Reiner Werner Fassbinder está muerto; Wim Wenders ha hecho sus últimos cuatro filmes en América y Werner Herzog ha hecho sus últimos cuatro filmes en Marte. El Nuevo Cine Alemán, tal como emergió en los 70, ha perdido su liderazgo, y los filmes alemanes que estamos presenciando ahora parecen descuidados, confusos y a menudo estridentes ─como si los cineastas estuvieran intentando compensar una falta de convicción con un incremento del volumen. El cine alemán todavía tiene a sus individualistas valerosos ─directores como Alexander Kluge, Helma Sanders-Brahms, Percy Adlon y Herbert Achternbusch─ pero ellos gozan de estilos demasiado idiosincráticos como para encabezar una escuela. No queda nadie que pueda inspirar una amplia gama de trabajos del modo en que Fassbinder lo hizo ─nadie para atraer seguidores. Quizá el estilo de Fassbinder fue tan influyente porque, en última instancia, era formulaico. Su decisión de tratar los problemas sociales en la forma de amplios melodramas de Hollywood satisfizo tanto el gusto alemán por el didactismo como el gusto alemán por el formalismo, de modo que podía reproducirse fácilmente (aunque rara vez con la misma finura en la ejecución). El ejemplo de Fassbinder estimuló a decenas de jóvenes cineastas: les otorgó un lenguaje que podían usar.

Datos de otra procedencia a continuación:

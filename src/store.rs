//! Client-side state store.
//!
//! [`AppStore`] holds the latest backend snapshots plus UI selection state in
//! memory. It is shared as `Arc<AppStore>`; each slice sits behind its own
//! lock, reads hand out clones, and writes replace the slice wholesale. The
//! label list is the one slice that is also mutated in place.
//!
//! Every slice has a single setter except the error slot, whose setter is a
//! family of three origin-aware writers sharing one lock:
//! [`AppStore::set_error`] for user actions, and
//! [`AppStore::record_poll_error`] / [`AppStore::clear_poll_error`] for the
//! poll loop. A poll write never replaces or clears an action error.

use std::sync::{RwLock, RwLockReadGuard, RwLockWriteGuard};

use tracing::warn;

use crate::api::{DatasetAnalysis, DetectionResult, ModelInfo, TrainingHistoryEntry, TrainingStatus};
use crate::labeling::{BoundingBoxLabel, EditingImage};

/// Top-level screen the user is looking at.
#[derive(Clone, Copy, Debug, Default, PartialEq, Eq)]
pub enum ActiveTab {
    #[default]
    Detection,
    Labeling,
    Training,
    Models,
    Analytics,
}

/// Who put the current error in the slot.
#[derive(Clone, Copy, Debug, PartialEq, Eq)]
pub enum ErrorOrigin {
    /// A user-triggered action.
    Action,
    /// The background poll loop.
    Poll,
}

#[derive(Clone, Debug, PartialEq)]
pub struct StoreError {
    pub message: String,
    pub origin: ErrorOrigin,
}

struct Slice<T> {
    name: &'static str,
    lock: RwLock<T>,
}

impl<T: Clone> Slice<T> {
    fn new(name: &'static str, value: T) -> Self {
        Self {
            name,
            lock: RwLock::new(value),
        }
    }

    fn read(&self) -> RwLockReadGuard<'_, T> {
        self.lock.read().unwrap_or_else(|poisoned| {
            warn!("Store slice '{}' poisoned; recovering.", self.name);
            poisoned.into_inner()
        })
    }

    fn write(&self) -> RwLockWriteGuard<'_, T> {
        self.lock.write().unwrap_or_else(|poisoned| {
            warn!("Store slice '{}' poisoned; recovering.", self.name);
            poisoned.into_inner()
        })
    }

    fn get(&self) -> T {
        self.read().clone()
    }

    fn set(&self, value: T) {
        *self.write() = value;
    }
}

pub struct AppStore {
    training_status: Slice<TrainingStatus>,
    training_history: Slice<Vec<TrainingHistoryEntry>>,
    models: Slice<Vec<ModelInfo>>,
    current_model: Slice<Option<String>>,
    dataset_analysis: Slice<Option<DatasetAnalysis>>,
    active_tab: Slice<ActiveTab>,
    loading: Slice<bool>,
    error: Slice<Option<StoreError>>,
    detection_results: Slice<Option<DetectionResult>>,
    labeling_mode: Slice<bool>,
    current_image: Slice<Option<EditingImage>>,
    labels: Slice<Vec<BoundingBoxLabel>>,
    dark_mode: Slice<bool>,
}

impl Default for AppStore {
    fn default() -> Self {
        Self::new()
    }
}

impl std::fmt::Debug for AppStore {
    fn fmt(&self, f: &mut std::fmt::Formatter<'_>) -> std::fmt::Result {
        f.debug_struct("AppStore")
            .field("training_status", &*self.training_status.read())
            .field("active_tab", &*self.active_tab.read())
            .field("loading", &*self.loading.read())
            .field("error", &*self.error.read())
            .finish_non_exhaustive()
    }
}

impl AppStore {
    pub fn new() -> Self {
        Self {
            training_status: Slice::new("training_status", TrainingStatus::default()),
            training_history: Slice::new("training_history", Vec::new()),
            models: Slice::new("models", Vec::new()),
            current_model: Slice::new("current_model", None),
            dataset_analysis: Slice::new("dataset_analysis", None),
            active_tab: Slice::new("active_tab", ActiveTab::default()),
            loading: Slice::new("loading", false),
            error: Slice::new("error", None),
            detection_results: Slice::new("detection_results", None),
            labeling_mode: Slice::new("labeling_mode", false),
            current_image: Slice::new("current_image", None),
            labels: Slice::new("labels", Vec::new()),
            dark_mode: Slice::new("dark_mode", true),
        }
    }

    pub fn training_status(&self) -> TrainingStatus {
        self.training_status.get()
    }

    pub fn set_training_status(&self, status: TrainingStatus) {
        self.training_status.set(status);
    }

    pub fn training_history(&self) -> Vec<TrainingHistoryEntry> {
        self.training_history.get()
    }

    pub fn set_training_history(&self, history: Vec<TrainingHistoryEntry>) {
        self.training_history.set(history);
    }

    pub fn models(&self) -> Vec<ModelInfo> {
        self.models.get()
    }

    pub fn set_models(&self, models: Vec<ModelInfo>) {
        self.models.set(models);
    }

    pub fn current_model(&self) -> Option<String> {
        self.current_model.get()
    }

    pub fn set_current_model(&self, model_path: Option<String>) {
        self.current_model.set(model_path);
    }

    pub fn dataset_analysis(&self) -> Option<DatasetAnalysis> {
        self.dataset_analysis.get()
    }

    pub fn set_dataset_analysis(&self, analysis: Option<DatasetAnalysis>) {
        self.dataset_analysis.set(analysis);
    }

    pub fn active_tab(&self) -> ActiveTab {
        self.active_tab.get()
    }

    pub fn set_active_tab(&self, tab: ActiveTab) {
        self.active_tab.set(tab);
    }

    pub fn is_loading(&self) -> bool {
        self.loading.get()
    }

    pub fn set_loading(&self, loading: bool) {
        self.loading.set(loading);
    }

    /// Message of the current error, if any.
    pub fn error(&self) -> Option<String> {
        self.error.read().as_ref().map(|error| error.message.clone())
    }

    pub fn error_entry(&self) -> Option<StoreError> {
        self.error.get()
    }

    // Error slot writers. All three take the slot's write lock, so the
    // origin check and the write happen atomically.

    /// Replace the error slot with an action error; `None` dismisses any error.
    pub fn set_error(&self, message: Option<String>) {
        self.error.set(message.map(|message| StoreError {
            message,
            origin: ErrorOrigin::Action,
        }));
    }

    /// Record a background poll failure without hiding an action error.
    pub fn record_poll_error(&self, message: impl Into<String>) {
        let mut slot = self.error.write();
        if matches!(&*slot, Some(StoreError { origin: ErrorOrigin::Action, .. })) {
            return;
        }
        *slot = Some(StoreError {
            message: message.into(),
            origin: ErrorOrigin::Poll,
        });
    }

    /// Clear the slot only if it holds a poll error.
    pub fn clear_poll_error(&self) {
        let mut slot = self.error.write();
        if matches!(&*slot, Some(StoreError { origin: ErrorOrigin::Poll, .. })) {
            *slot = None;
        }
    }

    pub fn detection_results(&self) -> Option<DetectionResult> {
        self.detection_results.get()
    }

    pub fn set_detection_results(&self, results: Option<DetectionResult>) {
        self.detection_results.set(results);
    }

    pub fn labeling_mode(&self) -> bool {
        self.labeling_mode.get()
    }

    pub fn set_labeling_mode(&self, enabled: bool) {
        self.labeling_mode.set(enabled);
    }

    pub fn current_image(&self) -> Option<EditingImage> {
        self.current_image.get()
    }

    pub fn set_current_image(&self, image: Option<EditingImage>) {
        self.current_image.set(image);
    }

    pub fn labels(&self) -> Vec<BoundingBoxLabel> {
        self.labels.get()
    }

    pub fn set_labels(&self, labels: Vec<BoundingBoxLabel>) {
        self.labels.set(labels);
    }

    pub fn add_label(&self, label: BoundingBoxLabel) {
        self.labels.write().push(label);
    }

    /// Remove the label at `index`, shifting later ones down; out of range is a no-op.
    pub fn remove_label(&self, index: usize) -> Option<BoundingBoxLabel> {
        let mut labels = self.labels.write();
        (index < labels.len()).then(|| labels.remove(index))
    }

    pub fn clear_labels(&self) {
        self.labels.write().clear();
    }

    pub fn dark_mode(&self) -> bool {
        self.dark_mode.get()
    }

    pub fn set_dark_mode(&self, enabled: bool) {
        self.dark_mode.set(enabled);
    }
}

          Pero en los últimos filmes de Fassbinder, su formalismo comienza a devorar su contenido: al final, su trabajo se había tornado gótico, decorativo y vacío. Amigos alemanes me dijeron que justo antes de su muerte Fassbinder se estaba preparando para lanzar un nuevo estilo, tan ferozmente naturalistas como abstractos habían sido sus últimos filmes; quizá algo de lo que tenía en mente puede verse en el frío realismo de Robert van Ackeren en Die flambierte Frau (1983). Pero el melodrama didáctico del penúltimo periodo de Fassbinder sigue siendo el principal modelo para los jóvenes directores de los 80. Nada lo suficientemente fuerte ha venido desde entonces para desalojarlo, pero su potencia ha sido casi agotada.
          Rudolf Thome parece pertenecer a los individualistas. Aunque ninguno de sus ocho largometrajes anteriores ha sido exportado, a todos los efectos pertenecen a la tradición de vanguardia ─de investigación sobre el peso y la textura del lenguaje fílmico─ que el cine alemán no ha tocado a menudo. Closed Circuit (el cual será proyectado este viernes y sábado en el Film Center) representa la primera incursión de Thome en un terreno más comercial: es en color, en 35 milímetros, y cuenta con un trío de estrellas del cine más autoral ─Bruno Ganz, la actriz francesa Dominique Laffin (La femme qui pleure, Jacques Doillon, 1979), y el crítico y actor ocasional Hanns Zischler (Im Lauf der Zeit, Wim Wenders, 1976). También tiene un argumento que suena a comercial: Ganz es un informático experto que consiente ser seducido por Laffin para unirse al plan de Zischler de robar electrónicamente un banco de Berlín. Pero Thome, mientras entrega toda la tensión e ingeniosidad que exige la trama del thriller, también se sirve del proyecto para explotar acercamientos alternativos al enfoque de Fassbinder. Parece haber invertido la fórmula fassbinderiana: en Closed Circuit el melodrama no se usa como un estilo, sino que se aprovecha como contenido, como un tema. Donde Fassbinder observaba las vidas ordinarias a través del filtro de las maneras del melodrama, Thome imagina cómo una vida ordinaria podría ser perturbada, socavada y quizá recargada por una inyección de experiencia melodramática.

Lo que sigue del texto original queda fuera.